Best practices for managing long task execution requests

I’m currently developing a system with a variety of devices communicating via Cyphal/CAN, and I’m seeking advice on optimizing communication strategies for specific tasks. The system configuration is as follows:

  • Device Type A: Executes an atomic long task (lasting 10-20 seconds) with options. (For example, a robotic mechanism drops a determined by option number of coils into a combustor.)
  • Device Type B: Initiates the long task in response to user requests.
  • Device Type C: Triggers the long task when a sensor reading crosses a defined threshold.

As the system expands, we expect an increase in the number of devices of each type. My primary challenge revolves around managing the execution of these long tasks, particularly concerning task cancellation, where the time required to cancel is proportional to the time already spent on the task.

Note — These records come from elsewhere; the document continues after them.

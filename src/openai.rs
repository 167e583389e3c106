//! OpenAI API backends: embeddings and chat completions over `reqwest`.

use async_trait::async_trait;
use serde::{Deserialize, Serialize};
use tracing::{debug, error};

use crate::config::TenantConfig;
use crate::document::{ChatMessage, Role};
use crate::embedding::EmbeddingProvider;
use crate::error::{RagError, Result};
use crate::llm::LanguageModel;

/// The default OpenAI embeddings endpoint.
const EMBEDDINGS_URL: &str = "https://api.openai.com/v1/embeddings";

/// The default OpenAI chat completions endpoint.
const CHAT_URL: &str = "https://api.openai.com/v1/chat/completions";

/// The default embedding model.
const DEFAULT_EMBEDDING_MODEL: &str = "text-embedding-3-small";

/// The dimensionality of `text-embedding-3-small`.
const DEFAULT_EMBEDDING_DIMENSIONS: usize = 1536;

/// An [`EmbeddingProvider`] backed by the OpenAI embeddings API.
///
/// Batch requests go through a single `/v1/embeddings` call. The model
/// defaults to `text-embedding-3-small`; `with_dimensions` enables
/// Matryoshka truncation for models that support it.
pub struct OpenAiEmbeddings {
    client: reqwest::Client,
    api_key: String,
    model: String,
    dimensions: usize,
    /// If set, passed to the API for Matryoshka dimension truncation.
    request_dimensions: Option<usize>,
}

impl OpenAiEmbeddings {
    /// Create a provider with the given API key and the default model.
    ///
    /// # Errors
    ///
    /// Returns [`RagError::Embedding`] if the key is empty.
    pub fn new(api_key: impl Into<String>) -> Result<Self> {
        let api_key = api_key.into();
        if api_key.is_empty() {
            return Err(RagError::Embedding {
                provider: "OpenAI".into(),
                message: "API key must not be empty".into(),
            });
        }
        Ok(Self {
            client: reqwest::Client::new(),
            api_key,
            model: DEFAULT_EMBEDDING_MODEL.into(),
            dimensions: DEFAULT_EMBEDDING_DIMENSIONS,
            request_dimensions: None,
        })
    }

    /// Create a provider from the `OPENAI_API_KEY` environment variable.
    ///
    /// # Errors
    ///
    /// Returns [`RagError::Embedding`] if the variable is unset.
    pub fn from_env() -> Result<Self> {
        let api_key = std::env::var("OPENAI_API_KEY").map_err(|_| RagError::Embedding {
            provider: "OpenAI".into(),
            message: "OPENAI_API_KEY environment variable not set".into(),
        })?;
        Self::new(api_key)
    }

    /// Set the embedding model name.
    pub fn with_model(mut self, model: impl Into<String>) -> Self {
        self.model = model.into();
        self
    }

    /// Set the output dimensionality (Matryoshka truncation).
    pub fn with_dimensions(mut self, dimensions: usize) -> Self {
        self.dimensions = dimensions;
        self.request_dimensions = Some(dimensions);
        self
    }
}

#[derive(Serialize)]
struct EmbeddingRequest<'a> {
    model: &'a str,
    input: Vec<&'a str>,
    #[serde(skip_serializing_if = "Option::is_none")]
    dimensions: Option<usize>,
}

#[derive(Deserialize)]
struct EmbeddingResponse {
    data: Vec<EmbeddingData>,
}

#[derive(Deserialize)]
struct EmbeddingData {
    embedding: Vec<f32>,
}

#[derive(Deserialize)]
struct ApiErrorResponse {
    error: ApiErrorDetail,
}

#[derive(Deserialize)]
struct ApiErrorDetail {
    message: String,
}

/// Extract a readable error message from a non-success response body.
async fn error_detail(response: reqwest::Response) -> String {
    let body = response.text().await.unwrap_or_default();
    serde_json::from_str::<ApiErrorResponse>(&body).map(|e| e.error.message).unwrap_or(body)
}

#[async_trait]
impl EmbeddingProvider for OpenAiEmbeddings {
    async fn embed(&self, text: &str) -> Result<Vec<f32>> {
        let results = self.embed_batch(&[text]).await?;
        results.into_iter().next().ok_or_else(|| RagError::Embedding {
            provider: "OpenAI".into(),
            message: "API returned empty response".into(),
        })
    }

    async fn embed_batch(&self, texts: &[&str]) -> Result<Vec<Vec<f32>>> {
        if texts.is_empty() {
            return Ok(Vec::new());
        }

        debug!(provider = "OpenAI", batch_size = texts.len(), model = %self.model, "embedding batch");

        let body = EmbeddingRequest {
            model: &self.model,
            input: texts.to_vec(),
            dimensions: self.request_dimensions,
        };

        let response = self
            .client
            .post(EMBEDDINGS_URL)
            .bearer_auth(&self.api_key)
            .json(&body)
            .send()
            .await
            .map_err(|e| {
                error!(provider = "OpenAI", error = %e, "embedding request failed");
                RagError::Embedding {
                    provider: "OpenAI".into(),
                    message: format!("request failed: {e}"),
                }
            })?;

        if !response.status().is_success() {
            let status = response.status();
            let detail = error_detail(response).await;
            error!(provider = "OpenAI", %status, "embedding API error");
            return Err(RagError::Embedding {
                provider: "OpenAI".into(),
                message: format!("API returned {status}: {detail}"),
            });
        }

        let parsed: EmbeddingResponse = response.json().await.map_err(|e| RagError::Embedding {
            provider: "OpenAI".into(),
            message: format!("failed to parse response: {e}"),
        })?;

        Ok(parsed.data.into_iter().map(|d| d.embedding).collect())
    }

    fn dimensions(&self) -> usize {
        self.dimensions
    }
}

// ── Chat completions backend ───────────────────────────────────────

#[derive(Serialize)]
struct WireMessage<'a> {
    role: &'static str,
    content: &'a str,
}

#[derive(Serialize)]
struct ChatRequest<'a> {
    model: &'a str,
    messages: Vec<WireMessage<'a>>,
    temperature: f32,
    max_tokens: u32,
}

#[derive(Deserialize)]
struct ChatResponse {
    choices: Vec<ChatChoice>,
}

#[derive(Deserialize)]
struct ChatChoice {
    message: ChatChoiceMessage,
}

#[derive(Deserialize)]
struct ChatChoiceMessage {
    content: Option<String>,
}

fn wire_role(role: Role) -> &'static str {
    match role {
        Role::System => "system",
        Role::User => "user",
        Role::Assistant => "assistant",
    }
}

/// A [`LanguageModel`] speaking the OpenAI chat completions wire format.
///
/// Also serves OpenAI-compatible servers through
/// [`with_base_url`](OpenAiLm::with_base_url); gateway backends such as
/// [`OpenRouterLm`](crate::openrouter::OpenRouterLm) compose over it.
pub struct OpenAiLm {
    client: reqwest::Client,
    api_key: String,
    url: String,
    model: String,
    temperature: f32,
    max_tokens: u32,
    headers: Vec<(String, String)>,
    label: String,
}

impl OpenAiLm {
    /// Create a backend with the given key and model.
    ///
    /// # Errors
    ///
    /// Returns [`RagError::Generation`] if the key is empty.
    pub fn new(api_key: impl Into<String>, model: impl Into<String>) -> Result<Self> {
        let api_key = api_key.into();
        if api_key.is_empty() {
            return Err(RagError::Generation {
                provider: "OpenAI".into(),
                message: "API key must not be empty".into(),
            });
        }
        Ok(Self {
            client: reqwest::Client::new(),
            api_key,
            url: CHAT_URL.into(),
            model: model.into(),
            temperature: 0.7,
            max_tokens: 1000,
            headers: Vec::new(),
            label: "OpenAI".into(),
        })
    }

    /// Create a backend for a tenant, keyed from `OPENAI_API_KEY`.
    ///
    /// # Errors
    ///
    /// Returns [`RagError::Generation`] if the variable is unset.
    pub fn from_env(config: &TenantConfig) -> Result<Self> {
        let api_key = std::env::var("OPENAI_API_KEY").map_err(|_| RagError::Generation {
            provider: "OpenAI".into(),
            message: "OPENAI_API_KEY environment variable not set".into(),
        })?;
        Ok(Self::new(api_key, &config.model)?
            .with_temperature(config.temperature)
            .with_max_tokens(config.max_tokens))
    }

    /// Point at an OpenAI-compatible chat completions endpoint.
    pub fn with_base_url(mut self, url: impl Into<String>) -> Self {
        self.url = url.into();
        self
    }

    /// Set the sampling temperature.
    pub fn with_temperature(mut self, temperature: f32) -> Self {
        self.temperature = temperature;
        self
    }

    /// Set the per-answer token limit.
    pub fn with_max_tokens(mut self, max_tokens: u32) -> Self {
        self.max_tokens = max_tokens;
        self
    }

    /// Add an extra header sent with every request.
    pub fn with_header(mut self, name: impl Into<String>, value: impl Into<String>) -> Self {
        self.headers.push((name.into(), value.into()));
        self
    }

    /// Set the provider label used in logs and error messages.
    pub(crate) fn with_label(mut self, label: impl Into<String>) -> Self {
        self.label = label.into();
        self
    }

    fn generation_error(&self, message: String) -> RagError {
        RagError::Generation { provider: self.label.clone(), message }
    }
}

#[async_trait]
impl LanguageModel for OpenAiLm {
    fn name(&self) -> &str {
        &self.model
    }

    async fn generate(&self, prompt: &str, history: &[ChatMessage]) -> Result<String> {
        let mut messages: Vec<WireMessage<'_>> = history
            .iter()
            .map(|m| WireMessage { role: wire_role(m.role), content: &m.content })
            .collect();
        messages.push(WireMessage { role: "user", content: prompt });

        debug!(provider = %self.label, model = %self.model, message_count = messages.len(), "chat completion request");

        let body = ChatRequest {
            model: &self.model,
            messages,
            temperature: self.temperature,
            max_tokens: self.max_tokens,
        };

        let mut request = self.client.post(&self.url).bearer_auth(&self.api_key).json(&body);
        for (name, value) in &self.headers {
            request = request.header(name, value);
        }

        let response = request.send().await.map_err(|e| {
            error!(provider = %self.label, error = %e, "chat request failed");
            self.generation_error(format!("request failed: {e}"))
        })?;

        if !response.status().is_success() {
            let status = response.status();
            let detail = error_detail(response).await;
            error!(provider = %self.label, %status, "chat API error");
            return Err(self.generation_error(format!("API returned {status}: {detail}")));
        }

        let parsed: ChatResponse = response
            .json()
            .await
            .map_err(|e| self.generation_error(format!("failed to parse response: {e}")))?;

        parsed
            .choices
            .into_iter()
            .next()
            .and_then(|c| c.message.content)
            .ok_or_else(|| self.generation_error("API returned no completion".into()))
    }
}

I have outlined some key considerations and questions:

  1. Using Services:

    • How can the initiating device effectively track the progress of the task?
    • In scenarios where a second device requests the same service during its execution, and consequently receives an error, what is the best approach? Should the device continuously poll to determine when the task has been completed?
  2. Using a Combination of Messages:

    • What are the best practices for managing and synchronizing tasks of such duration?
      • How should the system communicate to the first requester that their task (with specific option values) is in progress?
      • How can the first requester detect if their request has been lost and needs to be resent?
      • How can the system inform subsequent requesters that their requests (with different option values) will not be executed because another request is already being processed?
      • etc.

I would greatly appreciate insights on any existing patterns or best practices that address similar use cases in the Cyphal/CAN environment.

Thank you in advance for your assistance and guidance.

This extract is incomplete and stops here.